▶ [TASK PROMPT] Whenever a line in the records below contains "light", pick it out.

[Stored entries]
☆ ☆ ☆ ☆

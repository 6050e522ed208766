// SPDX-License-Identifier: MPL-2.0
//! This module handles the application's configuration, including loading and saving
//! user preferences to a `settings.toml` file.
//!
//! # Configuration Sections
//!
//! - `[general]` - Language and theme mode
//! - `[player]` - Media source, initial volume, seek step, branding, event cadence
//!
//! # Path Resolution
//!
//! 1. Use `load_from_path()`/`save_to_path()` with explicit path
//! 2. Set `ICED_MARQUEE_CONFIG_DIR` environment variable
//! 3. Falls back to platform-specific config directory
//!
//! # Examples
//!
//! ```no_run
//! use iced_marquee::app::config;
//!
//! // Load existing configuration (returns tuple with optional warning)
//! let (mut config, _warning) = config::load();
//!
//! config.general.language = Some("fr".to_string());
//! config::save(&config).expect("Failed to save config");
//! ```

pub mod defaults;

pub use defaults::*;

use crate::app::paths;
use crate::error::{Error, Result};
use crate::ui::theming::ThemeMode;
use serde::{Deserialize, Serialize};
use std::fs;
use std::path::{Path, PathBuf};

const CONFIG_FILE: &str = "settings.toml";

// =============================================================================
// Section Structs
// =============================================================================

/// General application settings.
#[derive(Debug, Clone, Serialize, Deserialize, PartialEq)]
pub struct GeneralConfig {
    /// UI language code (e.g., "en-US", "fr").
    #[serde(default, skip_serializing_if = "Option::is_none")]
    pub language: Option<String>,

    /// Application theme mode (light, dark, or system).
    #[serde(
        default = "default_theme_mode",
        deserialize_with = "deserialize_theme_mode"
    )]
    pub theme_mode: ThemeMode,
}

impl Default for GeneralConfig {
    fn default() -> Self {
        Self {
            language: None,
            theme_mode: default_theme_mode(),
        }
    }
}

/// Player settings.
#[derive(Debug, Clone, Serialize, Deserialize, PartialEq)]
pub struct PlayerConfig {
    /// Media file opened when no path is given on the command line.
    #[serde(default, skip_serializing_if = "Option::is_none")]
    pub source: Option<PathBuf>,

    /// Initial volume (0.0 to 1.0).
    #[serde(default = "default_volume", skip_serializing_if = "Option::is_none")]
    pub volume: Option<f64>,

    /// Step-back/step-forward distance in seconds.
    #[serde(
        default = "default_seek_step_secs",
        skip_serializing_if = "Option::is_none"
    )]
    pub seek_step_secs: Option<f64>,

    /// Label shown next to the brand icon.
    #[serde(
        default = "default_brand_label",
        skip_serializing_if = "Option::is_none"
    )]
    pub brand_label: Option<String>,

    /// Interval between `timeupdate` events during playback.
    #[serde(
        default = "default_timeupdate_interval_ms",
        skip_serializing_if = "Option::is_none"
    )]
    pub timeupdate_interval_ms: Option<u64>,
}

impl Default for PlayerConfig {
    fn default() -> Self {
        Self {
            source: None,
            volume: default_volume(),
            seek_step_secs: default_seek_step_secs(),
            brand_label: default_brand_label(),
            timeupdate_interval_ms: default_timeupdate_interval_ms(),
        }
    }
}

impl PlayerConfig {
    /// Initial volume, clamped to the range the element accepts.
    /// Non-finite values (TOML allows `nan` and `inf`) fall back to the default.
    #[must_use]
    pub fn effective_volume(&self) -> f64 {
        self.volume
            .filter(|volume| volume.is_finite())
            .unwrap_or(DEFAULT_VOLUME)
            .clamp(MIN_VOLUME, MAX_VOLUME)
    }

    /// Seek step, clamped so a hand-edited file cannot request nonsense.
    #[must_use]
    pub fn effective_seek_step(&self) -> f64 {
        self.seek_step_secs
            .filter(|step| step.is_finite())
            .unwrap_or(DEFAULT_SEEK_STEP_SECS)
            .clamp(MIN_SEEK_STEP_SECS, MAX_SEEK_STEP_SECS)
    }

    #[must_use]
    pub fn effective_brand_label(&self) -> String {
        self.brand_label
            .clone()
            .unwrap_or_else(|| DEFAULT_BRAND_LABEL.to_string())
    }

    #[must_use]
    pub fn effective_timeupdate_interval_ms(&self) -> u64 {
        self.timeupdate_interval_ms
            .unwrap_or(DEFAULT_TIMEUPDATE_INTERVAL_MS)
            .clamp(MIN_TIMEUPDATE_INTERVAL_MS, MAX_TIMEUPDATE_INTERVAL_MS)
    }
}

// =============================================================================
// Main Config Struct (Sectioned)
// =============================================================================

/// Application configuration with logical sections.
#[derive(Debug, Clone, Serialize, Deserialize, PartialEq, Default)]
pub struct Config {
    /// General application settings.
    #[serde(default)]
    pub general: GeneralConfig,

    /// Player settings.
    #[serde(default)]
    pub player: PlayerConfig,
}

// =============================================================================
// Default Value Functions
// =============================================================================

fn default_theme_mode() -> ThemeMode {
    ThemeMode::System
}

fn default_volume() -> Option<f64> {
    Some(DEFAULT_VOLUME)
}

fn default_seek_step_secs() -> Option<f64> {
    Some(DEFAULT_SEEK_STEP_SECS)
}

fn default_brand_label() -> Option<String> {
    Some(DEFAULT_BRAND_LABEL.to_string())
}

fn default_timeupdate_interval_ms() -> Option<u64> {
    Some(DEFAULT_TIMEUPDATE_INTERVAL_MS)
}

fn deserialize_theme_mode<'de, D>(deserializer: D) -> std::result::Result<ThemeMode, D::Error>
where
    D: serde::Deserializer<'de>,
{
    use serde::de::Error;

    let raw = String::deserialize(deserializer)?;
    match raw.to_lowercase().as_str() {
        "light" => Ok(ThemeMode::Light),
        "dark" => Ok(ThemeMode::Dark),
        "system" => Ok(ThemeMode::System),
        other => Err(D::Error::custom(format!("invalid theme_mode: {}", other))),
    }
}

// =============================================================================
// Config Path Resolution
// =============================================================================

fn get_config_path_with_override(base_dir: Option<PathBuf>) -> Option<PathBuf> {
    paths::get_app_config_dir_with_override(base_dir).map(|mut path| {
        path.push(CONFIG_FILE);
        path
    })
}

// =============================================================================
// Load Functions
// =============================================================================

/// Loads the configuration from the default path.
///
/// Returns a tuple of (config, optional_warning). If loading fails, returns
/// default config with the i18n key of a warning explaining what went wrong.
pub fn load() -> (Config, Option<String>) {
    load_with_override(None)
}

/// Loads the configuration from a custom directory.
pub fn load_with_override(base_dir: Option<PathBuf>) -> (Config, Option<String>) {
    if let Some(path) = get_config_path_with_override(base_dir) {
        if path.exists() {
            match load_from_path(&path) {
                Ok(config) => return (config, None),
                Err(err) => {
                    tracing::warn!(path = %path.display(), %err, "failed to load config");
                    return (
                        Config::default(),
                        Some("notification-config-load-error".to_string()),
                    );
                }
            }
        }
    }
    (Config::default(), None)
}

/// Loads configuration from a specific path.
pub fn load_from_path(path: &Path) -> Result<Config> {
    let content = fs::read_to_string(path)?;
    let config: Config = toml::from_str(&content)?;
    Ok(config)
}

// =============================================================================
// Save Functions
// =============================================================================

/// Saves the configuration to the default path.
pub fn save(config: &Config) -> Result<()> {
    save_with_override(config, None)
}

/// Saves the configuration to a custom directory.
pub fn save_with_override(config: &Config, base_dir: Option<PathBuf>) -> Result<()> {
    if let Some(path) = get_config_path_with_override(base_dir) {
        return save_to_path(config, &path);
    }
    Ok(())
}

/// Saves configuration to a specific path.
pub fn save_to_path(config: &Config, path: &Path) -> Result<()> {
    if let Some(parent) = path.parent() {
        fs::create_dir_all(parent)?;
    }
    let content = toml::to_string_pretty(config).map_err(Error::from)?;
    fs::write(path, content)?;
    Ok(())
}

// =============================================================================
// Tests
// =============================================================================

☆ ☆ ☆ ☆

▶ [RESULT OF THIS TASK]
    /// Application theme mode (light, dark, or system).
        "light" => Ok(ThemeMode::Light),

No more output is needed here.